Geopolitics, Supply Chain Delays Slow Gulf State Fighter Modernization


Saudi-funded development of the advanced fly-by-wire F-15SA (pictured) has resulted in a renaissance for the Eagle. Now Boeing is hoping to sell the F-15EX there as a replacement for Royal Saudi Air Force F-15C/Ds.

Credit: Tony Osborne/AW&ST

Some countries in the Middle East may have largely settled their combat aircraft plans, but regional turmoil, geopolitics and the supply chain appear to be challenging deliveries and holding up modernization programs.

Across the region, air forces are growing fleets and boosting capabilities—exponentially, in the case of Qatar—in recognition of the threat posed by Iran and its proxies. The moves are perhaps also an acknowledgment that the U.S.—despite ongoing events in Israel and Gaza—is pivoting away from the region to focus on the Pacific and Europe following Russia’s invasion of Ukraine.

  • The region’s air forces take an expeditionary approach to fighter operations
  • Embargoes and relations with Washington affect Saudi combat aircraft plans
  • Political instability delays Kuwaiti Super Hornet deliveries

Today, Gulf state air forces are no longer simply a tool for national defense or a means of displaying muscle to neighbors. Increasingly, they are being used for expeditionary operations as well.

In October, Saudi Boeing F-15SA Eagles operated alongside Turkish Lockheed Martin F-16s and Pakistani Chengdu J-10s and JF-17s for the Pakistani Indus Shield Exercise, and Qatar deployed several of its Eurofighter Typhoons in May to Turkey’s Anatolian Eagle drills, where they operated alongside F-16E/Fs from the United Arab Emirates (UAE). The UAE has deployed its Mirages to Egypt for operations in Libya, too, and a Saudi-led coalition brought together aircraft from across the Gulf Cooperation Council for operations in Yemen, a conflict Riyadh is now eager to end.

“Middle Eastern countries continue to seek high-end, high-technology capabilities,” Douglas Barrie, senior fellow for military aerospace at the London-based International Institute for Strategic Studies, tells Aviation Week.

The most advanced fighters, such as the Lockheed Martin F-35, are still closed off to many regional players, so a number of them are turning to the next-best thing: more advanced variants of fourth-generation platforms. European combat aircraft often enjoy significant sales in the region because they come with weapon packages that include standoff cruise missiles the U.S. is reluctant to provide.

Barrie notes there are questions about how easily these nations can grow their air forces, as some in the region—for example, Saudi Arabia—remain heavily dependent on support from contractors such as BAE Systems.

With the largest air force in the region, Saudi Arabia is continuing its fighter modernization, moving toward what appears to be a two-type fleet made up of Boeing’s F-15 in various versions and the Eurofighter Typhoon. The Panavia Tornado is likely to leave the fleet by the end of the decade in line with the remaining European operators, Germany, and Italy.

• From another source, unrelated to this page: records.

impl From<&SearchRequest> for SearchRequestView {
    fn from(request: &SearchRequest) -> Self {
        let error_kind = request.failure_kind();
        let retryable = request.status.is_terminal()
            && error_kind.map_or(true, |kind| kind.is_retryable());

        SearchRequestView {
            id: request.id,
            query_type: request.query_type,
            input_source: request.input_source(),
            input_text: request.source.input_text().map(String::from),
            input_url: request.source.input_url().map(String::from),
            document_reference: request.source.document_reference().map(String::from),
            generated_query: request.generated_query.clone(),
            status: request.status,
            progress: request.progress,
            error_message: request.error_message.clone(),
            error_kind,
            retryable,
            attempt: request.attempt,
            created_at: request.created_at,
            updated_at: request.updated_at,
        }
    }
}

#[cfg(test)]
mod tests {
    use super::*;

    fn text_request() -> SearchRequest {
        SearchRequest::new(
            QueryType::Recruiting,
            RequestSource::Text("Senior Java Developer Berlin".to_string()),
        )
    }

    #[test]
    fn test_from_parts_accepts_matching_text() {
        let source =
            RequestSource::from_parts(InputSource::Text, Some("Rust engineer"), None, None)
                .unwrap();
        assert_eq!(source, RequestSource::Text("Rust engineer".to_string()));
        assert_eq!(source.input_source(), InputSource::Text);
    }

    #[test]
    fn test_from_parts_rejects_missing_payload() {
        let err = RequestSource::from_parts(InputSource::Website, None, Some("  "), None)
            .unwrap_err();
        assert_eq!(
            err,
            ValidationError::MissingInput {
                input_source: InputSource::Website,
                field: "input_url"
            }
        );
    }

    #[test]
    fn test_from_parts_rejects_second_payload() {
        let err = RequestSource::from_parts(
            InputSource::Text,
            Some("Rust engineer"),
            Some("https://example.com/jobs/1"),
            None,
        )
        .unwrap_err();
        assert!(matches!(
            err,
            ValidationError::UnexpectedInput {
                field: "input_url",
                ..
            }
        ));
    }

    #[test]
    fn test_from_parts_validates_url_scheme() {
        let err = RequestSource::from_parts(
            InputSource::Website,
            None,
            Some("ftp://example.com/job.html"),
            None,
        )
        .unwrap_err();
        assert_eq!(err, ValidationError::UnsupportedScheme("ftp".to_string()));

        let err = RequestSource::from_parts(InputSource::Website, None, Some("not a url"), None)
            .unwrap_err();
        assert!(matches!(err, ValidationError::InvalidUrl(_)));
    }

    #[test]
    fn test_new_request_starts_in_new_state() {
        let request = text_request();
        assert_eq!(request.status, RequestStatus::New);
        assert_eq!(request.progress, 0);
        assert_eq!(request.attempt, 0);
        assert!(request.generated_query.is_none());
        assert!(request.error_message.is_none());
    }

    #[test]
    fn test_start_run_resets_previous_outcome() {
        let mut request = text_request();
        request.apply(&Transition::StartRun);
        request.apply(&Transition::Fail {
            message: FailureKind::FetchError.message("HTTP 503"),
        });
        assert_eq!(request.status, RequestStatus::Failed);

        request.apply(&Transition::StartRun);
        assert_eq!(request.status, RequestStatus::Processing);
        assert_eq!(request.progress, 0);
        assert_eq!(request.attempt, 2);
        assert!(request.error_message.is_none());
    }

    #[test]
    fn test_complete_sets_query_and_clears_error() {
        let mut request = text_request();
        request.apply(&Transition::StartRun);
        request.apply(&Transition::Complete {
            query: "(\"Java\") AND (\"Resume\" OR \"CV\")".to_string(),
        });
        assert_eq!(request.status, RequestStatus::Completed);
        assert_eq!(request.progress, 100);
        assert!(request.generated_query.is_some());
        assert!(request.error_message.is_none());
    }

    #[test]
    fn test_fail_and_cancel_never_keep_a_query() {
        let mut request = text_request();
        request.apply(&Transition::StartRun);
        request.apply(&Transition::Complete {
            query: "(\"Java\")".to_string(),
        });
        request.apply(&Transition::StartRun);
        request.apply(&Transition::Cancel);
        assert_eq!(request.status, RequestStatus::Canceled);
        assert!(request.generated_query.is_none());
        assert!(request.error_message.is_none());
    }

    #[test]
    fn test_row_with_mismatched_input_is_rejected() {
        let now = Utc::now();
        let row = SearchRequestRow {
            id: Uuid::new_v4(),
            query_type: "recruiting".to_string(),
            input_source: "website".to_string(),
            input_text: Some("Rust engineer wanted".to_string()),
            input_url: None,
            document_reference: None,
            generated_query: None,
            status: "new".to_string(),
            progress: 0,
            error_message: None,
            attempt: 0,
            created_at: now,
            updated_at: now,
        };
        assert!(SearchRequest::try_from(row).is_err());
    }

    #[test]
    fn test_row_round_trips_into_request() {
        let now = Utc::now();
        let row = SearchRequestRow {
            id: Uuid::new_v4(),
            query_type: "lead_generation".to_string(),
            input_source: "document".to_string(),
            input_text: None,
            input_url: None,
            document_reference: Some("uploads/brochure.pdf".to_string()),
            generated_query: None,
            status: "failed".to_string(),
            progress: 50,
            error_message: Some("SourceUnavailable: gone".to_string()),
            attempt: 1,
            created_at: now,
            updated_at: now,
        };
        let request = SearchRequest::try_from(row).unwrap();
        assert_eq!(request.query_type, QueryType::LeadGeneration);
        assert_eq!(request.status, RequestStatus::Failed);
        assert_eq!(request.failure_kind(), Some(FailureKind::SourceUnavailable));
    }

    #[test]
    fn test_view_marks_source_unavailable_as_not_retryable() {
        let mut request = SearchRequest::new(
            QueryType::Recruiting,
            RequestSource::Document("uploads/cv.pdf".to_string()),
        );
        request.apply(&Transition::StartRun);
        request.apply(&Transition::Fail {
            message: FailureKind::SourceUnavailable.message("document was deleted"),
        });
        let view = SearchRequestView::from(&request);
        assert_eq!(view.error_kind, Some(FailureKind::SourceUnavailable));
        assert!(!view.retryable);

        let mut request = text_request();
        request.apply(&Transition::StartRun);
        request.apply(&Transition::Fail {
            message: FailureKind::FetchError.message("HTTP 404"),
        });
        assert!(SearchRequestView::from(&request).retryable);
    }

    #[test]
    fn test_status_serializes_snake_case() {
        let json = serde_json::to_string(&QueryType::LeadGeneration).unwrap();
        assert_eq!(json, "\"lead_generation\"");
        let status: RequestStatus = "canceled".parse().unwrap();
        assert_eq!(status, RequestStatus::Canceled);
    }
}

Boeing has delivered all of Riyadh’s F-15SAs, the modernized fly-by-wire version of the aircraft that has helped to renew the Eagle’s export opportunities and led to the development of the F-15EX being purchased by the U.S.

But uncertainty surrounds the conversion process of the Royal Saudi Air Force’s F-15S fleet—a downgraded F-15E Strike Eagle variant purchased in the early 1990s—and its conversion to the F-15SR standard, due to several apparent upheavals associated with Alsalam Aerospace Industries, which is performing the work. Among these challenges is that Alsalam is transitioning to new management as it moves under the umbrella of Saudi Arabian Military Industries, the conglomerate that will run much of Saudi Arabia’s defense industry and joint ventures.

Another disruption may follow, as the site at Riyadh’s King Khalid International Airport where Alsalam performs the conversion work now sits inside the planned site of the new giant King Salman International Airport, announced by Crown Prince Mohammed bin Salman last November. This development is expected to force Alsalam to relocate before the work on F-15SRs is complete. Aviation Week analysts conservatively estimate that about 30 of the 68 F-15Ss believed to be still operational have been converted to the F-15SR standard, and others are in the conversion process.